Research carried out by one or more experienced NSM practitioners

(2014) Danish – Cultural key words, cultural values

Horn, Nynne Thorup (2014). Child-centered semantics: Keywords and cultural values in Danish language socialisation. MA thesis, Aarhus University.

Anecdotal evidence suggests that the Danish child-view, including Danish language socialization practices, is perceived as particularly foreign and peculiar by immigrants and other cultural outsiders. Personal accounts from Middle-Eastern immigrants are supported by available information material offered by Danish integration services. Thus, the booklet Your child lives in Denmark, devised by the Danish child-oriented organisation Børns Vilkår ‘Children’s Welfare’, which is available in Afghan, Arabic, Danish, English, Somali, Turkish, and Urdu, advises immigrants in Denmark to bring up their children by talking with them, by avoiding coaxing them with sweets, and by giving them the freedom to be children. While this advice may make sense to a native member of Danish culture, they are unintelligible and meaningless to cultural outsiders. By means of semantic and ethnopragmatic analyses, the thesis seeks to concretize and clarify the meaning as well as the inherent cultural values and assumptions inherent in the culture-specific advice and the Danish child-view in general. More specifically, the thesis combines the theory of language socialization with the approach of the Natural Semantic Metalanguage (NSM) to identify and analyse cultural key words and core values in the Danish child-view and investigates if, and how, Danish children become socialized with these key words and their underlying values.

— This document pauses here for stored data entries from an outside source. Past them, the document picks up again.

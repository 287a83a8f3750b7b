//! Macros.


/// Prints a line prefixed by `; `, one prefix per line of the message.
#[macro_export]
macro_rules! log_line {
  ($($tt:tt)*) => ({
    for line in format!( $($tt)* ).lines() {
      println!("; {}", line)
    }
  }) ;
}


/// Warning, always printed unless in bench mode.
#[macro_export]
#[cfg(not(feature = "bench"))]
macro_rules! warn {
  ($($tt:tt)*) => ({
    let msg = format!( $($tt)* ) ;
    log_line!{ "{} {}", conf.sad("|===| warning:"), msg }
  }) ;
}
#[cfg(feature = "bench")]
macro_rules! warn {
  ($($tt:tt)*) => (()) ;
}


/// Gates something by an `if conf.verbose()`. Inactive in bench mode.
#[macro_export]
#[cfg(not(feature = "bench"))]
macro_rules! if_verb {
  ($($blah:tt)*) => (
    if conf.verbose() {
      $($blah)*
    }
  ) ;
}
#[cfg(feature = "bench")]
macro_rules! if_verb {
  ($($blah:tt)*) => (()) ;
}


/// Logs at info level. Inactive in bench mode.
#[macro_export]
#[cfg(feature = "bench")]
macro_rules! log_info {
  ($($tt:tt)*) => (()) ;
}
#[cfg(not(feature = "bench"))]
macro_rules! log_info {
  ($($tt:tt)*) => (
    if conf.verbose() {
      log_line!{ $($tt)* }
    }
  ) ;
}


/// Logs at debug level. Inactive in bench mode.
#[macro_export]
#[cfg( feature = "bench" )]
macro_rules! log_debug {
  ($($tt:tt)*) => (()) ;
}
#[cfg( not(feature = "bench") )]
macro_rules! log_debug {
  ($($tt:tt)*) => (
    if conf.debug() {
      log_line!{ $($tt)* }
    }
  ) ;
}


/// Profiling macro.
///
/// If passed `self`, assumes `self` has a `_profiler` field.
#[macro_export]
#[cfg( not(feature = "bench") )]
macro_rules! profile {
  ( | $prof:ident | wrap $b:block $( $scope:expr ),+ $(,)* ) => ({
    profile! { | $prof | tick $($scope),+ }
    let res = $b ;
    profile! { | $prof | mark $($scope),+ }
    res
  }) ;
  ( | $prof:ident | $stat:expr => add $e:expr ) => (
    $prof.stat_do( $stat, |val| val + $e )
  ) ;
  ( | $prof:ident | $meth:ident $( $scope:expr ),+ $(,)* ) => (
    $prof.$meth(
      vec![ $($scope),+ ]
    )
  ) ;
  ( $slf:ident wrap $b:block $( $scope:expr ),+ $(,)* ) => ({
    let prof = & $slf._profiler ;
    profile!{ |prof| wrap $b $($scope),+ }
  }) ;
  ( $slf:ident $stat:expr => add $e:expr ) => ({
    let prof = & $slf._profiler ;
    profile!{ |prof| $stat => add $e }
  }) ;
  ( $slf:ident $meth:ident $( $scope:expr ),+ $(,)* ) => ({
    let prof = & $slf._profiler ;
    profile!{ |prof| $meth $($scope),+ }
  }) ;
}
#[cfg(feature = "bench")]
macro_rules! profile {
  ( | $prof:ident | wrap $b:block $( $tt:tt )* ) => ($b) ;
  ( $slf:ident wrap $b:block $( $tt:tt )* ) => ($b) ;
  ( $($tt:tt)* ) => (()) ;
}


/// Asserts something only in debug mode.
///
/// Checks that are too expensive for `debug_assert!` alone go through this,
/// the body is not even compiled in release.
#[macro_export]
macro_rules! debug_check {
  ($($blah:tt)*) => (
    #[cfg(debug_assertions)] {
      $($blah)*
    }
  ) ;
}
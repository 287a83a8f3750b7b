#![doc = r#"Profiling stuff.

In `bench` mode, `Profiler` is a unit structure. Also, all macros are
deactivated, so all profiling is completely removed.
"#]

#[allow(unused_imports)]
use std::time::{ Instant, Duration } ;

use crate::common::* ;

/// Extends duration with a pretty printing.
pub trait DurationExt {
  /// Nice string representation.
  fn to_str(& self) -> String ;
}
impl DurationExt for Duration {
  fn to_str(& self) -> String {
    format!("{}.{:0>9}", self.as_secs(), self.subsec_nanos())
  }
}


/// Maps strings to counters.
pub type Stats = HashMap<String, usize> ;

/// Scopes and their accumulated durations, sorted so that a scope comes
/// right before its sub-scopes.
pub type Timings = Vec< (Vec<& 'static str>, Duration) > ;


/// Profiling structure, only in `not(bench)`.
///
/// Durations are indexed by scopes, which are paths of static strings such as
/// `[ "outer", "middle" ]`. A scope is ticked, then marked, and the time in
/// between accumulates.
///
/// Internally, the structures are wrapped in `RefCell`s so that mutation
/// does not require `& mut self`. A profiler is thus local to a thread.
#[cfg( not(feature = "bench") )]
pub struct Profiler {
  /// Scope-indexed durations, with the instant of the last tick if live.
  map: ::std::cell::RefCell<
    HashMap< Vec<& 'static str>, (Option<Instant>, Duration)>
  >,
  /// Starting tick, for total time.
  start: Instant,
  /// Other statistics.
  stats: ::std::cell::RefCell< Stats >,
}
#[cfg(feature = "bench")]
pub struct Profiler ;
impl Default for Profiler {
  fn default() -> Self { Profiler::new() }
}
impl Profiler {
  /// Constructor.
  #[cfg( not(feature = "bench") )]
  pub fn new() -> Self {
    use std::cell::RefCell ;
    Profiler {
      map: RefCell::new( HashMap::new() ),
      start: Instant::now(),
      stats: RefCell::new( HashMap::new() ),
    }
  }
  /// Constructor.
  #[cfg(feature = "bench")]
  pub fn new() -> Self { Profiler }

  /// Acts on a statistic.
  #[cfg( not(feature = "bench") )]
  pub fn stat_do<F, S>(& self, stat: S, f: F)
  where F: Fn(usize) -> usize, S: Into<String> {
    let stat = stat.into() ;
    let mut map = self.stats.borrow_mut() ;
    let val = map.get(& stat).cloned().unwrap_or(0) ;
    let _ = map.insert(stat, f(val)) ;
    ()
  }

  /// Value of a statistic, zero if it was never touched.
  #[cfg( not(feature = "bench") )]
  pub fn stat(& self, stat: & str) -> usize {
    self.stats.borrow().get(stat).cloned().unwrap_or(0)
  }

  /// Ticks. Ticking a live scope restarts it.
  #[cfg( not(feature = "bench") )]
  pub fn tick(& self, scope: Vec<& 'static str>) {
    debug_assert! { ! scope.is_empty() }
    let mut map = self.map.borrow_mut() ;
    let time = map.entry(scope).or_insert_with(
      || ( None, Duration::from_secs(0) )
    ) ;
    time.0 = Some( Instant::now() )
  }

  /// Registers the time since the last tick.
  ///
  /// Does nothing if the scope is not live.
  #[cfg( not(feature = "bench") )]
  pub fn mark(& self, scope: Vec<& 'static str>) {
    let mut map = self.map.borrow_mut() ;
    if let Some(
      & mut (ref mut tick, ref mut sum)
    ) = map.get_mut(& scope) {
      if let Some(instant) = tick.take() {
        * sum = (* sum) + Instant::now().duration_since(instant)
      }
    } else {
      warn! { "profiling: marking scope {:?} without ticking first", scope }
    }
  }

  /// Time since creation.
  #[cfg( not(feature = "bench") )]
  pub fn total(& self) -> Duration {
    Instant::now().duration_since(self.start)
  }

  /// Extracts the timings and the statistics.
  ///
  /// Scopes still live are closed first.
  #[cfg( not(feature = "bench") )]
  pub fn extract(self) -> (Timings, Stats) {
    let now = Instant::now() ;
    let mut timings: Timings = self.map.into_inner().into_iter().map(
      |(scope, (tick, sum))| {
        let sum = if let Some(instant) = tick {
          sum + now.duration_since(instant)
        } else { sum } ;
        (scope, sum)
      }
    ).collect() ;
    timings.sort_by(|& (ref s_1, _), & (ref s_2, _)| s_1.cmp(s_2)) ;
    ( timings, self.stats.into_inner() )
  }

  /// Prints the timings and the statistics.
  #[cfg( not(feature = "bench") )]
  pub fn print(self, name: & str) {
    let total = self.total() ;
    let (timings, stats) = self.extract() ;
    println!("; |===| {} profiling:", conf.emph(name)) ;
    println!("; total {}s", total.to_str()) ;
    for (scope, time) in timings {
      if let Some(last) = scope.last() {
        println!(
          "; {0: >1$}|- {2}s {3}", "", 2 * scope.len(), time.to_str(), last
        )
      }
    }
    stats.print()
  }
}


/// Provides a debug print function.
pub trait CanPrint {
  /// Debug print (multi-line).
  fn print(& self) ;
}
impl CanPrint for Stats {
  fn print(& self) {
    let mut stats: Vec<_> = self.iter().collect() ;
    stats.sort() ;
    for (stat, count) in stats {
      let stat_len = ::std::cmp::min( 30, stat.len() ) ;
      println!(
        ";   {0: >1$}{2}: {3: >5}",
        "", 30 - stat_len, conf.emph(stat), count
      )
    }
  }
}


#[cfg( all(test, not(feature = "bench")) )]
mod test {
  use super::* ;

  #[test]
  fn ticks_and_stats() {
    let profiler = Profiler::new() ;
    profile! { |profiler| tick "outer" }
    profile! { |profiler| tick "outer", "middle" }
    profile! { |profiler| mark "outer", "middle" }
    profile! { |profiler| mark "outer" }
    profile! { |profiler| "synthesized" => add 3 }
    profile! { |profiler| "synthesized" => add 2 }
    assert_eq!( profiler.stat("synthesized"), 5 ) ;
    assert_eq!( profiler.stat("nothing"), 0 ) ;
    let (timings, stats) = profiler.extract() ;
    let scopes: Vec<_> = timings.into_iter().map(|(s, _)| s).collect() ;
    assert_eq!( scopes, vec![ vec!["outer"], vec!["outer", "middle"] ] ) ;
    assert_eq!( stats.get("synthesized"), Some(& 5) )
  }

  #[test]
  fn wrap_returns_block_value() {
    let profiler = Profiler::new() ;
    let val = profile! { |profiler| wrap { 7 } "block" } ;
    assert_eq!( val, 7 )
  }
}
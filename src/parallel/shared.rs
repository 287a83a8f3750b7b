//! Append-only store of concepts shared by the units of a batch.

use crate::common::* ;
use crate::concept::Concept ;

/// Append-only store of concepts.
///
/// Elements are never removed, so readers only need to remember how many
/// they have seen.
#[derive(Default)]
pub struct SharedConcepts {
  elems: RwLock< Vec<Concept> >,
}

impl SharedConcepts {
  /// Empty store.
  pub fn new() -> Self {
    Self::default()
  }

  /// Adds a concept.
  pub fn add(& self, concept: Concept) -> Res<()> {
    self.elems.write().map_err(corrupted_err) ?.push(concept) ;
    Ok(())
  }

  /// Number of concepts.
  pub fn len(& self) -> Res<usize> {
    Ok( self.elems.read().map_err(corrupted_err) ?.len() )
  }

  /// True if empty.
  pub fn is_empty(& self) -> Res<bool> {
    self.len().map(|len| len == 0)
  }

  /// A poller that has not seen anything yet.
  pub fn poller(& self) -> Poller {
    Poller { seen: 0 }
  }
}


/// Reads a shared store incrementally.
#[derive(Debug, Clone, Copy)]
pub struct Poller {
  seen: usize,
}

impl Poller {
  /// Concepts added since the last poll.
  pub fn poll(& mut self, shared: & SharedConcepts) -> Res< Vec<Concept> > {
    let elems = shared.elems.read().map_err(corrupted_err) ? ;
    let new = elems[ self.seen .. ].to_vec() ;
    self.seen = elems.len() ;
    Ok(new)
  }
}


#[cfg(test)]
mod test {
  use super::* ;
  use crate::store::test::sample ;

  #[test]
  fn polling() {
    let (fact, preds) = sample() ;
    let lit = |name: & str| fact.lit( preds[name].clone(), false ) ;
    let shared = SharedConcepts::new() ;
    let mut poller_1 = shared.poller() ;
    assert!( poller_1.poll(& shared).unwrap().is_empty() ) ;

    shared.add( lit("a") ).unwrap() ;
    shared.add( lit("b") ).unwrap() ;
    assert_eq!( poller_1.poll(& shared).unwrap(), vec![ lit("a"), lit("b") ] ) ;
    assert!( poller_1.poll(& shared).unwrap().is_empty() ) ;

    let mut poller_2 = shared.poller() ;
    shared.add( lit("e") ).unwrap() ;
    assert_eq!( poller_1.poll(& shared).unwrap(), vec![ lit("e") ] ) ;
    assert_eq!( poller_2.poll(& shared).unwrap().len(), 3 ) ;
    assert_eq!( shared.len().unwrap(), 3 )
  }
}
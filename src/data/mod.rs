//! Attribute tables: a small dataset format and its predicates.
//!
//! A table is a header line of attribute names followed by `class`, then one
//! line per example with one number per attribute and a class, `+` or `-`.
//! Fields are separated by whitespace, `#` starts a comment.
//!
//! ```text
//! # x and y, positive when x <= 2
//! x   y   class
//! 1   0   +
//! 3   1   -
//! ```
//!
//! The predicates of a table are built by [`Table::preds`][preds], see the
//! [`preds`][mod] module.
//!
//! [preds]: struct.Table.html#method.preds (preds function)
//! [mod]: preds/index.html (preds module)

use crate::common::* ;
use crate::concept::{ Class, Dataset, Pred, PredList } ;

pub mod preds ;

/// Keyword ending the header.
const CLASS_KEY: & str = "class" ;


/// Parse error at some line.
fn parse_err<S: Into<String>>(line: usize, msg: S) -> Error {
  ErrorKind::ParseError( line, msg.into() ).into()
}


/// An attribute table.
#[derive(Debug, Clone)]
pub struct Table {
  /// Attribute names.
  attrs: Vec<String>,
  /// Values of the positive examples.
  pos: Vec< Vec<f64> >,
  /// Values of the negative examples.
  neg: Vec< Vec<f64> >,
}

impl Dataset for Table {
  fn pos_count(& self) -> usize { self.pos.len() }
  fn neg_count(& self) -> usize { self.neg.len() }
}

impl Table {
  /// Attribute names.
  pub fn attrs(& self) -> & [String] { & self.attrs }

  /// Examples of a class.
  pub fn examples(& self, class: Class) -> & [ Vec<f64> ] {
    match class {
      Class::Pos => & self.pos,
      Class::Neg => & self.neg,
    }
  }

  /// Values of an attribute over the examples of a class.
  pub fn column(& self, class: Class, attr: usize) -> Vec<f64> {
    self.examples(class).iter().map(|vals| vals[attr]).collect()
  }

  /// Reads a table.
  pub fn read<R: Read>(mut reader: R) -> Res<Self> {
    let mut text = String::new() ;
    reader.read_to_string(& mut text).chain_err(
      || "while reading attribute table"
    ) ? ;
    Self::of_str(& text)
  }

  /// Parses a table.
  pub fn of_str(text: & str) -> Res<Self> {
    let mut attrs: Option< Vec<String> > = None ;
    let (mut pos, mut neg) = (vec![], vec![]) ;

    for (cnt, line) in text.lines().enumerate() {
      let line_no = cnt + 1 ;
      let line = match line.find('#') {
        Some(idx) => & line[.. idx],
        None => line,
      } ;
      let fields: Vec<& str> = line.split_whitespace().collect() ;
      if fields.is_empty() {
        continue
      }

      let names = match attrs {
        None => {
          attrs = Some( Self::parse_header(line_no, & fields) ? ) ;
          continue
        },
        Some(ref names) => names,
      } ;

      if fields.len() != names.len() + 1 {
        bail!(
          parse_err(
            line_no, format!(
              "expected {} value(s) and a class, found {} field(s)",
              names.len(), fields.len()
            )
          )
        )
      }
      let mut vals = Vec::with_capacity( names.len() ) ;
      for (field, name) in fields.iter().zip( names.iter() ) {
        let val: f64 = field.parse().map_err(
          |_| parse_err(
            line_no, format!(
              "illegal value `{}` for attribute `{}`", field, name
            )
          )
        ) ? ;
        if ! val.is_finite() {
          bail!(
            parse_err(
              line_no, format!("value of attribute `{}` is not finite", name)
            )
          )
        }
        vals.push(val)
      }
      match fields[ names.len() ] {
        "+" => pos.push(vals),
        "-" => neg.push(vals),
        class => bail!(
          parse_err(
            line_no, format!("illegal class `{}`, expected `+` or `-`", class)
          )
        ),
      }
    }

    match attrs {
      Some(attrs) => Ok( Table { attrs, pos, neg } ),
      None => bail!( parse_err(1, "no header, the table is empty") ),
    }
  }

  /// Parses the header.
  fn parse_header(line: usize, fields: & [& str]) -> Res< Vec<String> > {
    let (last, names) = match fields.split_last() {
      Some(split) => split,
      None => bail!( parse_err(line, "empty header") ),
    } ;
    if * last != CLASS_KEY {
      bail!(
        parse_err(
          line, format!("header should end with `{}`", CLASS_KEY)
        )
      )
    }
    let mut attrs: Vec<String> = Vec::with_capacity( names.len() ) ;
    for name in names {
      if * name == CLASS_KEY {
        bail!(
          parse_err(line, format!("`{}` is not a legal attribute", CLASS_KEY))
        )
      }
      if attrs.iter().any(|attr| attr == name) {
        bail!( parse_err(line, format!("attribute `{}` appears twice", name)) )
      }
      attrs.push( name.to_string() )
    }
    Ok(attrs)
  }

  /// Predicates of the table.
  pub fn preds(& self) -> Vec<Pred> {
    preds::of_table(self)
  }

  /// Predicate generator over the predicates of the table.
  pub fn pred_gen(& self) -> PredList {
    PredList::new( self, self.preds() )
  }
}


#[cfg(test)]
mod test {
  use super::* ;

  static sample: & str = "\
# two attributes
x  flag  class
1  0     +
2  1     +   # comment
5  0     -

7  1     -
3  1     -
" ;

  #[test]
  fn parsing() {
    let table = Table::of_str(sample).unwrap() ;
    assert_eq!( table.attrs(), & [ "x".to_string(), "flag".to_string() ] ) ;
    assert_eq!( table.pos_count(), 2 ) ;
    assert_eq!( table.neg_count(), 3 ) ;
    assert_eq!( table.column(Class::Pos, 0), vec![1.0, 2.0] ) ;
    assert_eq!( table.column(Class::Neg, 1), vec![0.0, 1.0, 1.0] ) ;
    let table = Table::read( sample.as_bytes() ).unwrap() ;
    assert_eq!( table.neg_count(), 3 )
  }

  fn error_line(text: & str) -> usize {
    match Table::of_str(text) {
      Err(e) => match * e.kind() {
        ErrorKind::ParseError(line, _) => line,
        ref e => panic!("unexpected error {}", e),
      },
      Ok(_) => panic!("parsing should fail on\n{}", text),
    }
  }

  #[test]
  fn errors() {
    assert_eq!( error_line(""), 1 ) ;
    assert_eq!( error_line("# nothing\n\n"), 1 ) ;
    assert_eq!( error_line("x y\n1 2\n"), 1 ) ;
    assert_eq!( error_line("x x class\n"), 1 ) ;
    assert_eq!( error_line("x class\n1 +\n1 2 +\n"), 3 ) ;
    assert_eq!( error_line("x class\n# c\nz +\n"), 3 ) ;
    assert_eq!( error_line("x class\n1 ?\n"), 2 ) ;
    assert_eq!( error_line("x class\ninf +\n"), 2 )
  }
}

Research carried out in consultation with or under the supervision of one or more experienced NSM practitioners

(2014) Danish – Emotions

Levisen, Carsten (2014). The story of “Danish happiness”: Global discourse and local semantics. International Journal of Language and Culture, 1(2), 174-193.

DOI: 10.1080/07268602.2013.846455

Abstract:

According to a new global narrative, the Danes are the happiest people in the world. This paper takes a critical look at the international media discourse on “happiness”, tracing its roots and underlying assumptions. Adopting the NSM approach to linguistic and cultural analysis, a new in-depth semantic analysis of the story of “Danish happiness” is developed. It turns out that the allegedly happiest people on earth do not (usually) talk and think about life in terms of ”happiness”, but rather through a different set of cultural concepts and scripts, all guided by the Danish cultural key word lykke.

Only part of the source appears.